Human cytomegalovirus (HCMV) is a widespread pathogen that can cause severe disease in immunologically immature and immunocompromised patients. The current standard of therapy for the treatment of HCMV infections is ganciclovir (GCV). However, high incidence rates of adverse effects are prevalent and limit the use of this drug. Cyclopropavir (CPV) is 10-fold more effective against HCMV in vitro than GCV (50% effective concentrations [EC50s]=0.46 and 4.1 μM, respectively) without any observed increase in cytotoxicity (S. Zhou, J. M. Breitenbach, K. Z. Borysko, J. C. Drach, E. R. Kern, E. Gullen, Y. C. Cheng, and J. Zemlicka, J. Med. Chem. 47:566-575, 2004, doi:10.1021/jm030316s). We have previously determined that the viral protein kinase pUL97 and endogenous cellular kinases are responsible for the conversion of CPV to a triphosphate (TP), the active compound responsible for inhibiting viral DNA synthesis and viral replication. However, this conversion has not been observed in HCMV-infected cells. To that end, we subjected HCMV-infected cells to equivalently effective concentrations (∼5 times the EC50) of either CPV or GCV and observed a time-dependent increase in triphosphate levels for both compounds (CPV-TP=121±11 pmol/10(6) cells; GCV-TP=43.7±0.4 pmol/10(6) cells).
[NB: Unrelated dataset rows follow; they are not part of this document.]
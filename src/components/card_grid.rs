//! Card Grid Component
//!
//! Displays the deck in display order with mouse drag-and-drop reordering.
//! Uses leptos-dragdrop; the deck's own drag state drives the styling.

use leptos::prelude::*;

use deck_core::Card;
use leptos_dragdrop::bind_global_handlers;

use crate::components::CardTile;
use crate::context::AppContext;
use crate::store::{store_mutate, store_peek, store_read, use_app_store};

#[component]
pub fn CardGrid() -> impl IntoView {
    let store = use_app_store();
    let ctx = use_context::<AppContext>().expect("AppContext should be provided");
    let dnd = ctx.dnd;

    bind_global_handlers(
        dnd,
        move |id| {
            log::debug!("[DND] drag start: {}", id);
            store_mutate(&store, |deck| deck.drag_start(id));
        },
        move |dragged, target| {
            log::debug!("[DND] drop: dragged={}, target={:?}", dragged, target);
            store_mutate(&store, |deck| match target {
                Some(target) => {
                    deck.drop_on(target);
                }
                None => deck.drag_end(),
            });
        },
    );

    // Mirror the hovered tile into the deck's drag state
    Effect::new(move |_| {
        let over = dnd.drop_target_read.get();
        if store_peek(&store, |deck| deck.selection().drag().over) == over {
            return;
        }
        store_mutate(&store, |deck| match over {
            Some(id) => deck.drag_enter(id),
            None => deck.drag_leave(),
        });
    });

    let cards = move || store_read(&store, |deck| deck.cards().to_vec());
    let has_cards = move || store_read(&store, |deck| !deck.is_empty());

    view! {
        <Show when=has_cards fallback=|| view! { <EmptyDeck /> }>
            <div class="card-grid">
                <For
                    each=cards
                    // Every displayed field, so edits re-render the tile
                    key=|card: &Card| (card.id, card.title.clone(), card.summary.clone(), card.color)
                    children=move |card: Card| view! { <CardTile card=card /> }
                />
            </div>
        </Show>
    }
}

#[component]
fn EmptyDeck() -> impl IntoView {
    let store = use_app_store();

    view! {
        <div class="empty-deck">
            <p>"No cards yet. Create your first card to get started!"</p>
            <button
                class="primary-btn"
                on:click=move |_| store_mutate(&store, |deck| deck.open_create_form())
            >
                "Create First Card"
            </button>
        </div>
    }
}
A longer half-life was observed for GCV-TP (48.2±5.7 h) than for CPV-TP (23.8±5.1 h). The area under the curve for CPV-TP produced from incubation with 2.5 μM CPV was 8,680±930 pmol·h/10(6) cells, approximately 2-fold greater than the area under the curve for GCV-TP of 4,520±420 pmol·h/10(6) cells produced from incubation with 25 μM GCV. We therefore conclude that the exposure of HCMV-infected cells to CPV-TP is greater than that of GCV-TP under these experimental conditions.